Interpreting potential toxicological fatalities is challenging due to lack of data on drug reference concentrations in postmortem tissues. Towards this, Shaikhain et al. investigated the autopsy findings and toxicological results of fatalities involving khat in Saudi Arabia’s Jazan region from 1 January 2018 to 31 December 2021 (Contribution 10). All confirmed cathine and cathinone results in postmortem blood, urine, brain, liver, kidney, and stomach samples were recorded and analyzed. Autopsy findings and the manner and cause of death of the deceased were assessed. Saudi Arabia’s Forensic Medicine Center investigated 651 fatality cases over four years. Thirty postmortem samples were positive for khat’s active constituents, cathinone and cathine. The percentage of fatalities involving khat was 3% in 2018 and 2019 and increased from 4% in 2020 to 9% in 2021, when compared with all fatal cases. These cases all included males ranging in age from 23 to 45. Firearm injuries (10 cases), hangings (7 cases), road traffic accidents (2 cases), head injuries (2 cases), stab wounds (2 cases), poisoning (2 cases), unknown causes (2 cases), ischemic heart disease (1 case), brain tumors (1 case), and choking (1 case) were responsible for these deaths. In total, 57% of the postmortem samples tested positive for khat only, while 43% tested positive for khat with other drugs. Amphetamine was the drug most frequently involved.

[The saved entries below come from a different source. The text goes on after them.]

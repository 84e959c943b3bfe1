//! Handlers for `/customers` endpoints.
//!
//! | Method   | Path | Notes |
//! |----------|------|-------|
//! | `GET`    | `/customers` | Paged |
//! | `POST`   | `/customers` | Body: [`NewCustomer`] |
//! | `GET`    | `/customers/search?identity=` | Substring over natural keys |
//! | `GET`    | `/customers/duplicates?document_id=&passport_id=&business_registration_number=` | Advisory duplicate check |
//! | `GET`    | `/customers/:id` | 404 if not found |
//! | `PUT`    | `/customers/:id` | Full replace |
//! | `DELETE` | `/customers/:id` | 204; 409 while the customer is linked |
//! | `GET`    | `/customers/:id/documents` | Paged |

use acta_core::{
  Error as CoreError,
  blob::BlobStore,
  customer::{Customer, NaturalKeys, NewCustomer},
  document::Document,
  page::Page,
  store::RecordStore,
};
use axum::{
  Json,
  extract::{Path, Query, State},
  http::StatusCode,
  response::IntoResponse,
};
use serde::Deserialize;
use uuid::Uuid;

use crate::{
  ApiState, PageParams,
  error::{ApiError, store_err},
};

// ─── List / create ───────────────────────────────────────────────────────────

/// `GET /customers[?page_number=&page_size=]`
pub async fn list<S, B>(
  State(state): State<ApiState<S, B>>,
  Query(params): Query<PageParams>,
) -> Result<Json<Page<Customer>>, ApiError>
where
  S: RecordStore,
  B: BlobStore + Clone,
{
  let page = state
    .store
    .list_customers(params.into_request()?)
    .await
    .map_err(store_err)?;
  Ok(Json(page))
}

/// `POST /customers` — body: [`NewCustomer`]
pub async fn create<S, B>(
  State(state): State<ApiState<S, B>>,
  Json(body): Json<NewCustomer>,
) -> Result<impl IntoResponse, ApiError>
where
  S: RecordStore,
  B: BlobStore + Clone,
{
  let customer =
    state.store.create_customer(body).await.map_err(store_err)?;
  Ok((StatusCode::CREATED, Json(customer)))
}

// ─── Identity search / duplicates ────────────────────────────────────────────

#[derive(Debug, Deserialize)]
pub struct IdentityParams {
  pub identity: String,
}

/// `GET /customers/search?identity=<substring>`
pub async fn search<S, B>(
  State(state): State<ApiState<S, B>>,
  Query(params): Query<IdentityParams>,
) -> Result<Json<Vec<Customer>>, ApiError>
where
  S: RecordStore,
  B: BlobStore + Clone,
{
  if params.identity.trim().is_empty() {
    return Err(ApiError::BadRequest("identity must not be empty".into()));
  }
  let customers = state
    .store
    .search_customers_by_identity(params.identity)
    .await
    .map_err(store_err)?;
  Ok(Json(customers))
}

/// `GET /customers/duplicates?document_id=&passport_id=&business_registration_number=`
///
/// Advisory only — creation is still guarded by the storage-level
/// constraints.
pub async fn duplicates<S, B>(
  State(state): State<ApiState<S, B>>,
  Query(keys): Query<NaturalKeys>,
) -> Result<Json<Vec<Customer>>, ApiError>
where
  S: RecordStore,
  B: BlobStore + Clone,
{
  let matches =
    state.store.find_duplicates(keys).await.map_err(store_err)?;
  Ok(Json(matches))
}

// ─── Single-customer operations ──────────────────────────────────────────────

/// `GET /customers/:id`
pub async fn get_one<S, B>(
  State(state): State<ApiState<S, B>>,
  Path(id): Path<Uuid>,
) -> Result<Json<Customer>, ApiError>
where
  S: RecordStore,
  B: BlobStore + Clone,
{
  let customer = state
    .store
    .get_customer(id)
    .await
    .map_err(store_err)?
    .ok_or(ApiError::Store(CoreError::CustomerNotFound(id)))?;
  Ok(Json(customer))
}

/// `PUT /customers/:id` — full replace, body: [`NewCustomer`]
pub async fn update<S, B>(
  State(state): State<ApiState<S, B>>,
  Path(id): Path<Uuid>,
  Json(body): Json<NewCustomer>,
) -> Result<Json<Customer>, ApiError>
where
  S: RecordStore,
  B: BlobStore + Clone,
{
  let customer = state
    .store
    .update_customer(id, body)
    .await
    .map_err(store_err)?;
  Ok(Json(customer))
}

/// `DELETE /customers/:id` — idempotent; 409 while party links exist.
pub async fn delete_one<S, B>(
  State(state): State<ApiState<S, B>>,
  Path(id): Path<Uuid>,
) -> Result<StatusCode, ApiError>
where
  S: RecordStore,
  B: BlobStore + Clone,
{
  state.store.delete_customer(id).await.map_err(store_err)?;
  Ok(StatusCode::NO_CONTENT)
}

/// `GET /customers/:id/documents[?page_number=&page_size=]`
pub async fn documents<S, B>(
  State(state): State<ApiState<S, B>>,
  Path(id): Path<Uuid>,
  Query(params): Query<PageParams>,
) -> Result<Json<Page<Document>>, ApiError>
where
  S: RecordStore,
  B: BlobStore + Clone,
{
  let page = state
    .store
    .documents_for_customer(id, params.into_request()?)
    .await
    .map_err(store_err)?;
  Ok(Json(page))
}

The average cathinone and cathine concentrations were 85 and 486 ng/mL in the blood, 69 and 682 ng/mL in the brain, 64 and 635 ng/mL in the liver, and 43 and 758 ng/mL in the kidneys, respectively. The 10th–90th percentiles of blood concentrations of cathinone and cathine were 18–218 ng/mL and 222–843 ng/mL, respectively. These findings show that 90% of fatalities involving khat had cathinone concentrations greater than 18 ng/mL and cathine concentrations greater than 222 ng/mL. According to the cause of death, homicide was the most common fatality involving khat alone (77%). More research is required, especially toxicological and autopsy findings, to determine the involvement of khat in crimes and fatalities. This study may help forensic scientists and toxicologists investigate fatalities involving khat.